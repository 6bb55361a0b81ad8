//! Identifier newtypes with smart constructors.
//!
//! All identifiers validate non-empty strings at construction time.
//! Raw constructors are never exported - use smart constructors only.

use std::fmt;

/// Identifier linking an assistant `tool_use` block to its `tool_result`.
#[derive(Debug, Clone, PartialEq, Eq, Hash)]
pub struct ToolUseId(String);

impl ToolUseId {
    /// Smart constructor: validates non-empty tool use ID
    pub fn new(raw: impl Into<String>) -> Result<Self, InvalidToolUseId> {
        let raw = raw.into();
        if raw.is_empty() {
            return Err(InvalidToolUseId::Empty);
        }
        Ok(Self(raw))
    }

    /// Borrow the raw identifier.
    pub fn as_str(&self) -> &str {
        &self.0
    }
}

impl fmt::Display for ToolUseId {
    fn fmt(&self, f: &mut fmt::Formatter<'_>) -> fmt::Result {
        f.write_str(&self.0)
    }
}

/// Identifier of a host-side tool invocation.
///
/// For the live CLI this is the `request_id` of the control request that
/// carried the MCP `tools/call`; the session uses it to route the answer.
#[derive(Debug, Clone, PartialEq, Eq, Hash)]
pub struct InvocationId(String);

impl InvocationId {
    /// Smart constructor: validates non-empty invocation ID
    pub fn new(raw: impl Into<String>) -> Result<Self, InvalidInvocationId> {
        let raw = raw.into();
        if raw.is_empty() {
            return Err(InvalidInvocationId::Empty);
        }
        Ok(Self(raw))
    }

    /// Borrow the raw identifier.
    pub fn as_str(&self) -> &str {
        &self.0
    }
}

impl fmt::Display for InvocationId {
    fn fmt(&self, f: &mut fmt::Formatter<'_>) -> fmt::Result {
        f.write_str(&self.0)
    }
}

// ===== Error Types =====

/// Rejected [`ToolUseId`] input.
#[derive(Debug, Clone, PartialEq, Eq, thiserror::Error)]
pub enum InvalidToolUseId {
    /// The identifier was the empty string.
    #[error("Tool Use ID cannot be empty")]
    Empty,
}

/// Rejected [`InvocationId`] input.
#[derive(Debug, Clone, PartialEq, Eq, thiserror::Error)]
pub enum InvalidInvocationId {
    /// The identifier was the empty string.
    #[error("Invocation ID cannot be empty")]
    Empty,
}

// ===== Tests =====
-------------------------
DIRECTIONS FOR THIS TASK: Go through the data above from its first line and copy each line exactly, stopping once the line with "non-empty tool use ID" has been copied.

PROBLEM SOLUTION:
repository 6bb55361a0b81ad8
//! Identifier newtypes with smart constructors.
//!
//! All identifiers validate non-empty strings at construction time.
//! Raw constructors are never exported - use smart constructors only.

use std::fmt;

/// Identifier linking an assistant `tool_use` block to its `tool_result`.
#[derive(Debug, Clone, PartialEq, Eq, Hash)]
pub struct ToolUseId(String);

impl ToolUseId {
    /// Smart constructor: validates non-empty tool use ID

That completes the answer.